Output exactly the lines below, starting with the line that has "strategy for groups." and going on through the line that has "groups on the rayon thread pool.", both included, and no other lines.
** Opening Entries supplied block **
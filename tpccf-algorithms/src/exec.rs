//! Data-parallel execution of cluster finder kernels.
//!
//! Every stage is written once as a *group kernel*: a function that runs
//! for one group of `group_size` logical lanes and owns that group's shared
//! scratch memory. The [`Executor`] decides how groups are scheduled, either
//! one after the other or spread over the rayon thread pool. Groups never
//! share mutable state, so every backend produces the same results.
//!
//! Inside a group, [`GroupScope::lanes`] runs one phase for all lanes. A
//! phase completes for every lane before the next one starts, which gives
//! kernels the barrier they need when lanes read data staged by other lanes.
//! Within a single phase a lane must only read shared data written by earlier
//! phases.

use rayon::prelude::*;

#[cfg(feature = "serde")]
use serde::{Deserialize, Serialize};

/// Scheduling strategy for groups.
#[derive(Clone, Copy, Debug, Default, PartialEq, Eq)]
#[cfg_attr(feature = "serde", derive(Serialize, Deserialize))]
#[cfg_attr(feature = "serde", serde(rename_all = "lowercase"))]
pub enum Backend {
    /// Groups run in order on the calling thread.
    Serial,
    /// Groups run on the rayon thread pool.
    #[default]
    Parallel,
}

/// Runs group kernels on the configured backend.
#[derive(Clone, Copy, Debug, Default, PartialEq, Eq)]
pub struct Executor {
    backend: Backend,
}

impl Executor {
    /// Creates an executor for `backend`.
    #[must_use]
    pub fn new(backend: Backend) -> Self {
        Self { backend }
    }

    /// Executor running everything on the calling thread.
    #[must_use]
    pub fn serial() -> Self {
        Self::new(Backend::Serial)
    }

    /// Executor running groups on the rayon thread pool.
    #[must_use]
    pub fn parallel() -> Self {
        Self::new(Backend::Parallel)
    }

    /// The configured backend.
    #[must_use]
    pub fn backend(&self) -> Backend {
        self.backend
    }

    /// Rounds `n` up to a whole number of groups.
    #[must_use]
    pub fn padded_len(n: usize, group_size: usize) -> usize {
        n.div_ceil(group_size) * group_size
    }

    /// Runs `kernel` once per chunk of `group_size` output slots.
    ///
    /// The last chunk may be shorter than `group_size`; the kernel still runs
    /// all lanes of that group and must discard results of lanes past the
    /// end of its chunk. Each group gets fresh shared memory from `init`.
    pub fn run_groups<T, S, I, K>(&self, out: &mut [T], group_size: usize, init: I, kernel: K)
    where
        T: Send,
        S: Send,
        I: Fn() -> S + Sync,
        K: Fn(&mut GroupScope<'_, S>, &mut [T]) + Sync,
    {
        debug_assert!(group_size > 0, "group size must be positive");
        let run = |(index, chunk): (usize, &mut [T])| {
            let mut shared = init();
            let mut scope = GroupScope::new(index, group_size, &mut shared);
            kernel(&mut scope, chunk);
        };
        match self.backend {
            Backend::Serial => out.chunks_mut(group_size).enumerate().for_each(run),
            Backend::Parallel => out.par_chunks_mut(group_size).enumerate().for_each(run),
        }
    }

    /// Runs `kernel` for `num_groups` groups without a chunked output.
    ///
    /// Kernels publish results through order-independent sinks such as
    /// [`tpccf_core::PadNoiseFlags`].
    pub fn run_indexed<S, I, K>(&self, num_groups: usize, group_size: usize, init: I, kernel: K)
    where
        S: Send,
        I: Fn() -> S + Sync,
        K: Fn(&mut GroupScope<'_, S>) + Sync,
    {
        debug_assert!(group_size > 0, "group size must be positive");
        let run = |index: usize| {
            let mut shared = init();
            let mut scope = GroupScope::new(index, group_size, &mut shared);
            kernel(&mut scope);
        };
        match self.backend {
            Backend::Serial => (0..num_groups).for_each(run),
            Backend::Parallel => (0..num_groups).into_par_iter().for_each(run),
        }
    }

    /// Maps every item to a result, keeping item order.
    pub fn map<T, U, F>(&self, items: &[T], f: F) -> Vec<U>
    where
        T: Sync,
        U: Send,
        F: Fn(usize, &T) -> U + Sync + Send,
    {
        match self.backend {
            Backend::Serial => items.iter().enumerate().map(|(i, item)| f(i, item)).collect(),
            Backend::Parallel => items
                .par_iter()
                .enumerate()
                .map(|(i, item)| f(i, item))
                .collect(),
        }
    }

    /// Runs `f` on every item with exclusive access.
    pub fn for_each_mut<T, F>(&self, items: &mut [T], f: F)
    where
        T: Send,
        F: Fn(usize, &mut T) + Sync + Send,
    {
        match self.backend {
            Backend::Serial => items.iter_mut().enumerate().for_each(|(i, item)| f(i, item)),
            Backend::Parallel => items
                .par_iter_mut()
                .enumerate()
                .for_each(|(i, item)| f(i, item)),
        }
    }
}

/// One group of lanes and its shared scratch memory.
pub struct GroupScope<'s, S> {
    index: usize,
    size: usize,
    shared: &'s mut S,
    phases: usize,
}

impl<'s, S> GroupScope<'s, S> {
    fn new(index: usize, size: usize, shared: &'s mut S) -> Self {
        Self {
            index,
            size,
            shared,
            phases: 0,
        }
    }

    /// Index of this group.
    #[must_use]
    pub fn index(&self) -> usize {
        self.index
    }

    /// Number of lanes in this group.
    #[must_use]
    pub fn size(&self) -> usize {
        self.size
    }

    /// Global id of the first lane.
    #[must_use]
    pub fn base(&self) -> usize {
        self.index * self.size
    }

    /// Number of phases (barriers) run so far.
    #[must_use]
    pub fn phases(&self) -> usize {
        self.phases
    }

    /// Shared memory of the group.
    #[must_use]
    pub fn shared(&self) -> &S {
        &*self.shared
    }

    /// Runs one phase on every lane, followed by a barrier.
    pub fn lanes<F>(&mut self, mut f: F)
    where
        F: FnMut(usize, &mut S),
    {
        for lane in 0..self.size {
            f(lane, &mut *self.shared);
        }
        self.phases += 1;
    }

    /// Runs one phase on every lane with per-lane private state.
    ///
    /// `registers` holds one entry per lane and persists across phases.
    pub fn lanes_with<L, F>(&mut self, registers: &mut [L], mut f: F)
    where
        F: FnMut(usize, &mut L, &mut S),
    {
        debug_assert_eq!(registers.len(), self.size, "one register set per lane");
        for (lane, regs) in registers.iter_mut().enumerate() {
            f(lane, regs, &mut *self.shared);
        }
        self.phases += 1;
    }

    /// Runs a phase on a single lane, followed by a barrier.
    ///
    /// Used for group-wide collectives such as scans over shared memory.
    pub fn single<F>(&mut self, f: F)
    where
        F: FnOnce(&mut S),
    {
        f(&mut *self.shared);
        self.phases += 1;
    }
}
//! Fixed-point packed charge values.
#![allow(
    clippy::cast_possible_truncation,
    clippy::cast_sign_loss,
    clippy::cast_lossless
)]

use crate::error::{Error, Result};

#[cfg(feature = "serde")]
use serde::{Deserialize, Serialize};

/// Decoded charge in ADC counts.
pub type Charge = f32;

/// A charge stored as 14-bit fixed point with 4 decimal bits.
///
/// The two high bits are flags used by later clustering steps
/// (`has_3x3_peak`, `is_split`). They are only reachable through the flag
/// accessors, and packing a charge always masks its encoding to the low
/// 14 bits, so a large charge can never leak into the flags.
///
/// All code paths decode through [`PackedCharge::unpack`], which makes
/// `unpack(pack(x))` the single canonical rounding of a charge.
#[derive(Debug, Clone, Copy, Default, PartialEq, Eq, Hash)]
#[cfg_attr(feature = "serde", derive(Serialize, Deserialize))]
#[repr(transparent)]
pub struct PackedCharge(u16);

impl PackedCharge {
    /// Number of fractional bits.
    pub const DECIMAL_BITS: u32 = 4;
    /// Number of bits holding the charge (integer and fraction).
    pub const CHARGE_BITS: u32 = 14;
    /// Mask selecting the charge bits.
    pub const CHARGE_MASK: u16 = (1 << Self::CHARGE_BITS) - 1;
    /// Flag bit: a 3x3 peak was found around this cell.
    pub const HAS_3X3_PEAK_MASK: u16 = 1 << Self::CHARGE_BITS;
    /// Flag bit: the charge is shared between clusters.
    pub const IS_SPLIT_MASK: u16 = 1 << (Self::CHARGE_BITS + 1);
    /// Largest representable charge (1023.9375).
    pub const MAX_CHARGE: Charge = Self::CHARGE_MASK as Charge / Self::SCALE;
    /// The zero charge without flags.
    pub const ZERO: Self = Self(0);

    const SCALE: Charge = (1 << Self::DECIMAL_BITS) as Charge;

    /// Packs a charge, saturating to `[0, MAX_CHARGE]` and rounding half up.
    #[inline]
    #[must_use]
    pub fn pack(q: Charge) -> Self {
        let q = q.clamp(0.0, Self::MAX_CHARGE);
        // NaN survives the clamp and converts to zero.
        let bits = (q * Self::SCALE + 0.5) as u16;
        Self(bits & Self::CHARGE_MASK)
    }

    /// Packs a charge, rejecting values outside `[0, MAX_CHARGE]`.
    pub fn try_pack(q: Charge) -> Result<Self> {
        if (0.0..=Self::MAX_CHARGE).contains(&q) {
            Ok(Self::pack(q))
        } else {
            Err(Error::ChargeOutOfRange(q))
        }
    }

    /// Rebuilds a packed charge from its raw bits, flags included.
    #[inline]
    #[must_use]
    pub const fn from_bits(bits: u16) -> Self {
        Self(bits)
    }

    /// Returns the raw bits, flags included.
    #[inline]
    #[must_use]
    pub const fn bits(self) -> u16 {
        self.0
    }

    /// Decodes the charge, ignoring flag bits.
    #[inline]
    #[must_use]
    pub fn unpack(self) -> Charge {
        Charge::from(self.0 & Self::CHARGE_MASK) / Self::SCALE
    }

    /// Returns true if the charge bits are non-zero.
    #[inline]
    #[must_use]
    pub const fn has_charge(self) -> bool {
        self.0 & Self::CHARGE_MASK != 0
    }

    /// Returns true if the 3x3 peak flag is set.
    #[inline]
    #[must_use]
    pub const fn has_3x3_peak(self) -> bool {
        self.0 & Self::HAS_3X3_PEAK_MASK != 0
    }

    /// Returns true if the split flag is set.
    #[inline]
    #[must_use]
    pub const fn is_split(self) -> bool {
        self.0 & Self::IS_SPLIT_MASK != 0
    }

    /// Returns a copy with the given flags and the same charge bits.
    #[inline]
    #[must_use]
    pub const fn with_flags(self, has_3x3_peak: bool, is_split: bool) -> Self {
        let mut bits = self.0 & Self::CHARGE_MASK;
        if has_3x3_peak {
            bits |= Self::HAS_3X3_PEAK_MASK;
        }
        if is_split {
            bits |= Self::IS_SPLIT_MASK;
        }
        Self(bits)
    }

    /// Rounds a charge the same way a round trip through the grid does.
    #[inline]
    #[must_use]
    pub fn quantize(q: Charge) -> Charge {
        Self::pack(q).unpack()
    }
}

impl From<Charge> for PackedCharge {
    fn from(q: Charge) -> Self {
        Self::pack(q)
    }
}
** Closing Entries supplied block **
Task answer:
/// Scheduling strategy for groups.
#[derive(Clone, Copy, Debug, Default, PartialEq, Eq)]
#[cfg_attr(feature = "serde", derive(Serialize, Deserialize))]
#[cfg_attr(feature = "serde", serde(rename_all = "lowercase"))]
pub enum Backend {
    /// Groups run in order on the calling thread.
    Serial,
    /// Groups run on the rayon thread pool.
    #[default]
    Parallel,
}

/// Runs group kernels on the configured backend.
#[derive(Clone, Copy, Debug, Default, PartialEq, Eq)]
pub struct Executor {
    backend: Backend,
}

impl Executor {
    /// Creates an executor for `backend`.
    #[must_use]
    pub fn new(backend: Backend) -> Self {
        Self { backend }
    }

    /// Executor running everything on the calling thread.
    #[must_use]
    pub fn serial() -> Self {
        Self::new(Backend::Serial)
    }

    /// Executor running groups on the rayon thread pool.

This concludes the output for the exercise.